**Stored data**

Segment Open

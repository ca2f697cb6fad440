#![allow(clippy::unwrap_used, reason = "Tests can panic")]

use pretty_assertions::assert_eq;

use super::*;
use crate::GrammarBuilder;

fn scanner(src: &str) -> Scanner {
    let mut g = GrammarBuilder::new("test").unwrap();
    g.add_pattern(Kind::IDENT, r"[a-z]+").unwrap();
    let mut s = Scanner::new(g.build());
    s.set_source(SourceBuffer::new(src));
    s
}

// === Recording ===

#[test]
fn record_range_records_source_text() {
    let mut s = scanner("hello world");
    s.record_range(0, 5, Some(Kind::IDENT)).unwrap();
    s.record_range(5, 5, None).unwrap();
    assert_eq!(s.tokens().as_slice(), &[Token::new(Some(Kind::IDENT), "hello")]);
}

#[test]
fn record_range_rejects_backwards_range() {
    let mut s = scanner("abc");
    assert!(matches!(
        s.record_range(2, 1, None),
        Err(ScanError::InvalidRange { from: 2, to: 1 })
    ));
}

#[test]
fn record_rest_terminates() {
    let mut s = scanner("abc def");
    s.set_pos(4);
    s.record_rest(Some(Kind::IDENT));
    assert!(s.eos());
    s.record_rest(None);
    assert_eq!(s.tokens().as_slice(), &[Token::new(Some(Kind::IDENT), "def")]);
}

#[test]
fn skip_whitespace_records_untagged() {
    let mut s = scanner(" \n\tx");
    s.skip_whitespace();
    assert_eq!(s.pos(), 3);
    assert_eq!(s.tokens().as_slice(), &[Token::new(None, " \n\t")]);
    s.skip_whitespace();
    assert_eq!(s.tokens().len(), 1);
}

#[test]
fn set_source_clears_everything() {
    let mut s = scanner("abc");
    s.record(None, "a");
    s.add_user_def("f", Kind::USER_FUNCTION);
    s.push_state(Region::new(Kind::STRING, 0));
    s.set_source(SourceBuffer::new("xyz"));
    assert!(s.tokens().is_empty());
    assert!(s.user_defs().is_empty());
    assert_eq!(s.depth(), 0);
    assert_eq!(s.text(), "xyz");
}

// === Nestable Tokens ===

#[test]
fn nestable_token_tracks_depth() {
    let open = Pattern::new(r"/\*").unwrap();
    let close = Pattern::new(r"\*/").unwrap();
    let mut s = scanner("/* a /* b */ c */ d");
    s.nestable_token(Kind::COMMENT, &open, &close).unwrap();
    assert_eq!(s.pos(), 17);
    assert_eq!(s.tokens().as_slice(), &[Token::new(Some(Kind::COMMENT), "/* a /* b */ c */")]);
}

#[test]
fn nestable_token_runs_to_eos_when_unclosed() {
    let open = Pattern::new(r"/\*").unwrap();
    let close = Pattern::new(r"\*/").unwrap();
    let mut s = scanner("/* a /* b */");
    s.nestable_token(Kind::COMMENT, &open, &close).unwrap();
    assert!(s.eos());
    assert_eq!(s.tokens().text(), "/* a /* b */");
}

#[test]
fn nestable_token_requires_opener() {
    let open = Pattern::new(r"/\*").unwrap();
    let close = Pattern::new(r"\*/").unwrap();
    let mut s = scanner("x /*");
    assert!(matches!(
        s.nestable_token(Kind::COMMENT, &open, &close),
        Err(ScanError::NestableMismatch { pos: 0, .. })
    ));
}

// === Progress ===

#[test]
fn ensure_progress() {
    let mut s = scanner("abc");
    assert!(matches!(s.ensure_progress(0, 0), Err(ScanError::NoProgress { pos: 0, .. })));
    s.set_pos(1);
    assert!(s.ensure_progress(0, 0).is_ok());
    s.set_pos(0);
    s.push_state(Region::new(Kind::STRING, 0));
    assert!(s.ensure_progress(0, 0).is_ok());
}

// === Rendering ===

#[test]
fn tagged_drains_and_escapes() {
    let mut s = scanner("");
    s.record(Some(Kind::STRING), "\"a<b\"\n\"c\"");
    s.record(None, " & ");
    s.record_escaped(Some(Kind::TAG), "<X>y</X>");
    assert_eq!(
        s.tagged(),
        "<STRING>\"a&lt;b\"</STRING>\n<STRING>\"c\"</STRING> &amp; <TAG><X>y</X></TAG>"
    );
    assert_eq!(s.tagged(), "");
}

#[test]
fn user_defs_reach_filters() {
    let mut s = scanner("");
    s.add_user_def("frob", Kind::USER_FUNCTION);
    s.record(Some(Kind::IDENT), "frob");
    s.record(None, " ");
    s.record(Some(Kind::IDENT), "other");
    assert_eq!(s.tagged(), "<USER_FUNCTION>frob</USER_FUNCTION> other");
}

Segment Closed

**ACTION ITEM**
If a line in the entries above contains "other", report it.

**REPLY**
    s.record(Some(Kind::IDENT), "other");
    assert_eq!(s.tagged(), "<USER_FUNCTION>frob</USER_FUNCTION> other");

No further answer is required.